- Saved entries
use anyhow::Context;
use anyhow::Result;
use libc::c_int;
use libc::c_void;
use nix::errno::Errno;
use nix::sched;
use nix::sys;
use nix::sys::mman;
use nix::unistd::Pid;
use std::mem;
use std::ptr;

/// Wraps the raw clone(2) syscall. Used both for the per-container child
/// (plain fork-equivalent, empty flags) and for the pinner sibling, which is
/// spawned with `CLONE_VM` so it shares its parent's address space and mount
/// namespace while still getting a distinct PID to pin from.
pub fn clone(mut cb: sched::CloneCb, clone_flags: sched::CloneFlags) -> Result<Pid> {
    extern "C" fn callback(data: *mut sched::CloneCb) -> c_int {
        let cb: &mut sched::CloneCb = unsafe { &mut *data };
        (*cb)() as c_int
    }

    // Use sysconf to find the page size. If there is an error, we assume
    // the default 4K page size.
    let page_size: usize = unsafe {
        match libc::sysconf(libc::_SC_PAGE_SIZE) {
            -1 => 4 * 1024, // default to 4K page size
            x => x as usize,
        }
    };

    // Find out the default stack max size through getrlimit.
    let mut rlimit = libc::rlimit {
        rlim_cur: 0,
        rlim_max: 0,
    };
    unsafe { Errno::result(libc::getrlimit(libc::RLIMIT_STACK, &mut rlimit))? };
    let default_stack_size = rlimit.rlim_cur as usize;

    // Using the clone syscall requires us to create the stack space for the
    // child process instead of taken cared for us like fork call. We use mmap
    // here to create the stack.  Instead of guessing how much space the child
    // process needs, we allocate through mmap to the system default limit,
    // which is 8MB on most of the linux system today. This is OK since mmap
    // will only researve the address space upfront, instead of allocating
    // physical memory upfront.  The stack will grow as needed, up to the size
    // researved, so no wasted memory here. Lastly, the child stack only needs
    // to support either the per-container namespace setup (which execs into
    // `pivot_root`'d init) or the pinner sibling's short-lived bind mount.
    // Note, do not use MAP_GROWSDOWN since it is not well supported.
    // Ref: https://man7.org/linux/man-pages/man2/mmap.2.html
    let child_stack = unsafe {
        mman::mmap(
            ptr::null_mut(),
            default_stack_size,
            mman::ProtFlags::PROT_READ | mman::ProtFlags::PROT_WRITE,
            mman::MapFlags::MAP_PRIVATE | mman::MapFlags::MAP_ANONYMOUS | mman::MapFlags::MAP_STACK,
            -1,
            0,
        )?
    };

    // Adds SIGCHLD flag to mimic the same behavior as fork.
    let signal = sys::signal::Signal::SIGCHLD;
    let combined = clone_flags.bits() | signal as c_int;
    let res = unsafe {
        // Consistant with how pthread_create sets up the stack, we create a
        // guard page of 1 page, to protect the child stack collision. Note, for
        // clone call, the child stack will grow downward, so the bottom of the
        // child stack is in the beginning.
        mman::mprotect(child_stack, page_size, mman::ProtFlags::PROT_NONE)
            .with_context(|| "Failed to create guard page")?;

        // Since the child stack for clone grows downward, we need to pass in
        // the top of the stack address.
        let child_stack_top = child_stack.add(default_stack_size);

        // Using the clone syscall is one of the rare cases where we don't want
        // rust to manage the child stack memory.  Instead, we want to use
        // c_void directly here. The nix::sched::clone wrapper doesn't provide
        // the right interface and its interface can't be changed. Therefore,
        // here we are using libc::clone syscall directly for better control.
        // The child stack will be cleaned when exec is called or the child
        // process terminates.
        libc::clone(
            mem::transmute(callback as extern "C" fn(*mut Box<dyn FnMut() -> isize>) -> i32),
            child_stack_top,
            combined,
            &mut cb as *mut _ as *mut c_void,
        )
    };
    let pid = Errno::result(res).map(Pid::from_raw)?;

    Ok(pid)
}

- Problem requirements
Print the records above again, every one, exactly as written.

- Solved problem
use anyhow::Context;
use anyhow::Result;
use libc::c_int;
use libc::c_void;
use nix::errno::Errno;
use nix::sched;
use nix::sys;
use nix::sys::mman;
use nix::unistd::Pid;
use std::mem;
use std::ptr;

/// Wraps the raw clone(2) syscall. Used both for the per-container child
/// (plain fork-equivalent, empty flags) and for the pinner sibling, which is
/// spawned with `CLONE_VM` so it shares its parent's address space and mount
/// namespace while still getting a distinct PID to pin from.
pub fn clone(mut cb: sched::CloneCb, clone_flags: sched::CloneFlags) -> Result<Pid> {
    extern "C" fn callback(data: *mut sched::CloneCb) -> c_int {
        let cb: &mut sched::CloneCb = unsafe { &mut *data };
        (*cb)() as c_int
    }

    // Use sysconf to find the page size. If there is an error, we assume
    // the default 4K page size.
    let page_size: usize = unsafe {
        match libc::sysconf(libc::_SC_PAGE_SIZE) {
            -1 => 4 * 1024, // default to 4K page size
            x => x as usize,
        }
    };

    // Find out the default stack max size through getrlimit.
    let mut rlimit = libc::rlimit {
        rlim_cur: 0,
        rlim_max: 0,
    };
    unsafe { Errno::result(libc::getrlimit(libc::RLIMIT_STACK, &mut rlimit))? };
    let default_stack_size = rlimit.rlim_cur as usize;

    // Using the clone syscall requires us to create the stack space for the
    // child process instead of taken cared for us like fork call. We use mmap
    // here to create the stack.  Instead of guessing how much space the child
    // process needs, we allocate through mmap to the system default limit,
    // which is 8MB on most of the linux system today. This is OK since mmap
    // will only researve the address space upfront, instead of allocating
    // physical memory upfront.  The stack will grow as needed, up to the size
    // researved, so no wasted memory here. Lastly, the child stack only needs
    // to support either the per-container namespace setup (which execs into
    // `pivot_root`'d init) or the pinner sibling's short-lived bind mount.
    // Note, do not use MAP_GROWSDOWN since it is not well supported.
    // Ref: https://man7.org/linux/man-pages/man2/mmap.2.html
    let child_stack = unsafe {
        mman::mmap(
            ptr::null_mut(),
            default_stack_size,
            mman::ProtFlags::PROT_READ | mman::ProtFlags::PROT_WRITE,
            mman::MapFlags::MAP_PRIVATE | mman::MapFlags::MAP_ANONYMOUS | mman::MapFlags::MAP_STACK,
            -1,
            0,
        )?
    };

    // Adds SIGCHLD flag to mimic the same behavior as fork.
    let signal = sys::signal::Signal::SIGCHLD;
    let combined = clone_flags.bits() | signal as c_int;
    let res = unsafe {
        // Consistant with how pthread_create sets up the stack, we create a
        // guard page of 1 page, to protect the child stack collision. Note, for
        // clone call, the child stack will grow downward, so the bottom of the
        // child stack is in the beginning.
        mman::mprotect(child_stack, page_size, mman::ProtFlags::PROT_NONE)
            .with_context(|| "Failed to create guard page")?;

        // Since the child stack for clone grows downward, we need to pass in
        // the top of the stack address.
        let child_stack_top = child_stack.add(default_stack_size);

        // Using the clone syscall is one of the rare cases where we don't want
        // rust to manage the child stack memory.  Instead, we want to use
        // c_void directly here. The nix::sched::clone wrapper doesn't provide
        // the right interface and its interface can't be changed. Therefore,
        // here we are using libc::clone syscall directly for better control.
        // The child stack will be cleaned when exec is called or the child
        // process terminates.
        libc::clone(
            mem::transmute(callback as extern "C" fn(*mut Box<dyn FnMut() -> isize>) -> i32),
            child_stack_top,
            combined,
            &mut cb as *mut _ as *mut c_void,
        )
    };
    let pid = Errno::result(res).map(Pid::from_raw)?;

    Ok(pid)
}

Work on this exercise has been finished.